Perhaps an AsOf table is a better approach in this case. See this document: Calculating rolling n-period totals, averages or other aggregations


talk is cheap, supply exceeds demand
Not applicable

Hi Telmo

A simple solution would be to join on the revenue data for the single month 12 months previously, then cumulatively subtract at the sane time as the cumulative sum. This example will run by itself in a script:

//Generated Sales Data

GenData:

load rowno() as Month, round(rand()*100) as Sales autogenerate(36);

//Add in sales from the same table, as they were 12 months ago

left join (GenData) Load  Month + 12 as Month , Month  as MonthL12, Sales as SalesL12 resident GenData;

//Do the usual cumulative sum - but minus the value from 12 months ago

left join (GenData) Load Month,

numsum(Sales,Peek(CumSum) ) as CumSum,

numsum(Sales,Peek(CumSumL12) ,-SalesL12 ) as CumSumL12

  resident GenData;

Regards,

Erica

tduarte
Partner - Creator II
Partner - Creator II
Author

Hi G Wassenaar,

An AsOf table was my initial design but due to poor performance in the pivot table I need to try and create the cumulative revenues and the corresponding bands in the script.

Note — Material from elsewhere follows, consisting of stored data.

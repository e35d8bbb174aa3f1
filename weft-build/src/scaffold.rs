//! Per-resource build scaffolding.
//!
//! Every resource gets a scratch directory under `<out_dir>/.scaffold/` with
//! an `index.html` entry document. Entries that don't mount themselves into
//! the DOM additionally get a generated wrapper that renders the component
//! and fetches the bound tool for initial data.

use std::path::{Component, Path, PathBuf};

use weft_core::config::AppResource;
use weft_core::uri::ResourceUri;

/// Markers for the standalone-entry heuristic. Used only when the resource
/// doesn't carry an explicit `standalone` flag; textual detection is fragile
/// and a config flag should be preferred.
const ROOT_MOUNT_MARKERS: [&str; 2] = ["createRoot(", "ReactDOM.render("];

pub struct Scaffold {
    pub root: PathBuf,
    pub entry_html: PathBuf,
}

/// Materialize the scaffold for one resource. Returns the entry document to
/// hand to the bundler.
pub async fn prepare_scaffold(
    out_dir: &Path,
    resource: &AppResource,
    uri: &ResourceUri,
    entry_path: &Path,
) -> std::io::Result<Scaffold> {
    let root = out_dir
        .join(".scaffold")
        .join(format!("{}-{}", uri.namespace, uri.resource));
    tokio::fs::create_dir_all(&root).await?;

    let entry_content = tokio::fs::read_to_string(entry_path).await?;
    let standalone = resource
        .standalone
        .unwrap_or_else(|| ROOT_MOUNT_MARKERS.iter().any(|m| entry_content.contains(m)));

    let script_src = if standalone {
        relative_path(&root, entry_path)
    } else {
        let wrapper = root.join("wrapper.tsx");
        tokio::fs::write(
            &wrapper,
            wrapper_source(&relative_path(&root, entry_path), resource),
        )
        .await?;
        "./wrapper.tsx".to_string()
    };

    let entry_html = root.join("index.html");
    tokio::fs::write(&entry_html, index_html(&resource.resource_uri, &script_src)).await?;
    Ok(Scaffold { root, entry_html })
}

fn index_html(title: &str, script_src: &str) -> String {
    format!(
        r#"<!doctype html>
<html>
<head>
  <meta charset="utf-8" />
  <title>{title}</title>
</head>
<body>
  <div id="root"></div>
  <script type="module" src="{script_src}"></script>
</body>
</html>
"#
    )
}

fn wrapper_source(relative_entry: &str, resource: &AppResource) -> String {
    let import_path = relative_entry
        .trim_end_matches(".tsx")
        .trim_end_matches(".ts");
    format!(
        r##"import React, {{ useEffect, useState }} from "react";
import {{ createRoot }} from "react-dom/client";
import Component from "{import_path}";

const Wrapper = () => {{
  const [data, setData] = useState<any>(null);
  const [error, setError] = useState<string | null>(null);

  useEffect(() => {{
    let aborted = false;
    fetch("/tools/{tool_id}", {{
      method: "POST",
      headers: {{ "Content-Type": "application/json" }},
      body: JSON.stringify({{}}),
    }})
      .then((res) => res.json())
      .then((json) => {{
        if (!aborted) {{
          setData({{ data: json, toolId: "{tool_id}", resourceUri: "{resource_uri}" }});
        }}
      }})
      .catch(() => {{
        if (!aborted) {{
          setError("Failed to load data from dev server.");
        }}
      }});
    return () => {{
      aborted = true;
    }};
  }}, []);

  if (error) return <div style={{{{ padding: 20, color: "#b91c1c" }}}}>{{error}}</div>;
  if (!data) return <div style={{{{ padding: 20, color: "#64748b" }}}}>Loading tool data...</div>;
  return <Component data={{data.data}} toolId={{data.toolId}} resourceUri={{data.resourceUri}} />;
}};

const container = document.getElementById("root");
if (container) {{
  createRoot(container).render(<Wrapper />);
}}
"##,
        tool_id = resource.tool_id,
        resource_uri = resource.resource_uri,
    )
}

/// Compute a relative path from `from_dir` to `to`, both assumed absolute.
pub fn relative_path(from_dir: &Path, to: &Path) -> String {
    let from: Vec<Component> = from_dir.components().collect();
    let to_components: Vec<Component> = to.components().collect();
    let common = from
        .iter()
        .zip(to_components.iter())
        .take_while(|(a, b)| a == b)
        .count();
    let mut parts: Vec<String> = Vec::new();
    for _ in common..from.len() {
        parts.push("..".to_string());
    }
    for component in &to_components[common..] {
        parts.push(component.as_os_str().to_string_lossy().to_string());
    }
    if parts.is_empty() {
        ".".to_string()
    } else {
        parts.join("/")
    }
}

#[cfg(test)]
mod tests {
    use super::*;

    fn resource(standalone: Option<bool>) -> AppResource {
        AppResource {
            tool_id: "weather.getForecast".to_string(),
            resource_uri: "ui://weather/forecast".to_string(),
            entry: "apps/weather/main.tsx".to_string(),
            standalone,
        }
    }

    #[test]
    fn test_relative_path() {
        assert_eq!(
            relative_path(Path::new("/work/.weft/.scaffold/w-f"), Path::new("/work/apps/main.tsx")),
            "../../../apps/main.tsx"
        );
        assert_eq!(
            relative_path(Path::new("/work"), Path::new("/work/apps/main.tsx")),
            "apps/main.tsx"
        );
    }

    #[tokio::test]
    async fn test_standalone_entry_skips_wrapper() {
        let dir = tempfile::tempdir().unwrap();
        let entry = dir.path().join("main.tsx");
        tokio::fs::write(&entry, "import { createRoot } from 'react-dom/client';\ncreateRoot(document.getElementById('root')).render(null);")
            .await
            .unwrap();
        let uri = ResourceUri::parse("ui://weather/forecast").unwrap();

        let scaffold = prepare_scaffold(dir.path(), &resource(None), &uri, &entry)
            .await
            .unwrap();

        assert!(scaffold.entry_html.exists());
        assert!(!scaffold.root.join("wrapper.tsx").exists());
        let html = std::fs::read_to_string(&scaffold.entry_html).unwrap();
        assert!(html.contains("main.tsx"));
        assert!(html.contains("id=\"root\""));
    }

    #[tokio::test]
    async fn test_component_entry_gets_wrapper() {
        let dir = tempfile::tempdir().unwrap();
        let entry = dir.path().join("Component.tsx");
        tokio::fs::write(&entry, "export default function Component() { return null; }")
            .await
            .unwrap();
        let uri = ResourceUri::parse("ui://weather/forecast").unwrap();

        let scaffold = prepare_scaffold(dir.path(), &resource(None), &uri, &entry)
            .await
            .unwrap();

        let wrapper = std::fs::read_to_string(scaffold.root.join("wrapper.tsx")).unwrap();
        assert!(wrapper.contains("/tools/weather.getForecast"));
        assert!(wrapper.contains("from \"../../Component\""));
    }

    #[tokio::test]
    async fn test_explicit_flag_overrides_heuristic() {
        let dir = tempfile::tempdir().unwrap();
        let entry = dir.path().join("Component.tsx");
        tokio::fs::write(&entry, "export default () => null;").await.unwrap();
        let uri = ResourceUri::parse("ui://weather/forecast").unwrap();

        let scaffold = prepare_scaffold(dir.path(), &resource(Some(true)), &uri, &entry)
            .await
            .unwrap();
        assert!(!scaffold.root.join("wrapper.tsx").exists());
    }
}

The Rangesum didn't work for me because I need to group it by several dimensions.

tduarte
Partner - Creator II
Partner - Creator II
Author

Hi Erica,

I had a go using your suggestion and it's more or less what I was looking for but unfortunately the cumulative sums are incorrect because these are not aggregating by my other 2 fields, reseller and category.

This is what I've done:

Banding:

Load

  MonthStartDate as Banding.Date,

  Category as Banding.Category,

  ResellerID as Banding.ResellerID,

  Sum(Revenue) as Banding.Revenue

Resident Data

Group by MonthStartDate, Category, ResellerID;

//Add in sales from the same table, as they were 12 months ago

Left Join (Banding)

Load

  AddMonths(Banding.Date,12) as Banding.Date,

  Banding.Category,

  Banding.ResellerID,

  Banding.Date as Banding.DateL12,

  Banding.Revenue as Banding.RevenueL12

Resident Banding;

//Do the usual cumulative sum - but minus the value from 12 months ago

Left Join (Banding)

Load

  Banding.Date,

  Banding.Category,

  Banding.ResellerID,

  numsum(Banding.Revenue,Peek(CumSum)) as CumSum,

  numsum(Banding.Revenue,Peek(CumSumL12) ,-Banding.RevenueL12) as CumSumL12

Resident Banding;

Regards,

Telmo

Not applicable

Hi Telmo

You need to check that the Category and reseller in the row above are the same as the current row, before applying the cumulative sum. In this simplified example:

//Do the usual cumulative sum - but minus the value from 12 months ago

left join (GenData) Load Cat1, Cat2, Month,

if(Peek(Cat1)&peek(Cat2) = Cat1&Cat2,    numsum(Sales,Peek(CumSum) ),0)                     as CumSum,

if(Peek(Cat1)&peek(Cat2) = Cat1&Cat2,    numsum(Sales,Peek(CumSumL12) ,-SalesL12 ),0)     as CumSumL12

  resident GenData;

I've used the peek function again to verify that we are still in the same category as the row above, before adding the sales to the cumulative sum function.

Regards,

Erica

Not applicable

PS this full script will work on its own and serve as a test:

//Generate Categories:

GenData:

LOAD * INLINE [

    Cat1

    Birmingham

    London

    Newcastle

    Manchester

    Liverpool

    Bristol

    Bath

    Bournemouth

];

Left join (GenData) LOAD * INLINE [

    Cat2

    Bananas

    Olives

    Apples

    Celery

    Lettuce

];

   

//Add in the months

Left join (GenData)load rowno() as Month autogenerate(36);

//Add in random sales data

Left join (GenData) Load Cat1, Cat2, Month, round(rand()*100) as Sales resident GenData;

//Add in the previous 12 months total8/

left join (GenData) Load Cat1, Cat2,  Month + 12 as Month , Month  as MonthL12, Sales as SalesL12 resident GenData;

//Do the usual cumulative sum - but minus the value from 12 months ago

left join (GenData) Load Cat1, Cat2, Month,

if(Peek(Cat1)&peek(Cat2) = Cat1&Cat2,    numsum(Sales,Peek(CumSum) ),0)                     as CumSum,

if(Peek(Cat1)&peek(Cat2) = Cat1&Cat2,    numsum(Sales,Peek(CumSumL12) ,-SalesL12 ),0)     as CumSumL12

  resident GenData;

tduarte
Partner - Creator II
Partner - Creator II
Author

Thanks Erica,

So this mean that the only way of making it work is to do an Order By ResellerID, Category and Month - Month needs to be the last -  before doing the Peek / cumulative sum.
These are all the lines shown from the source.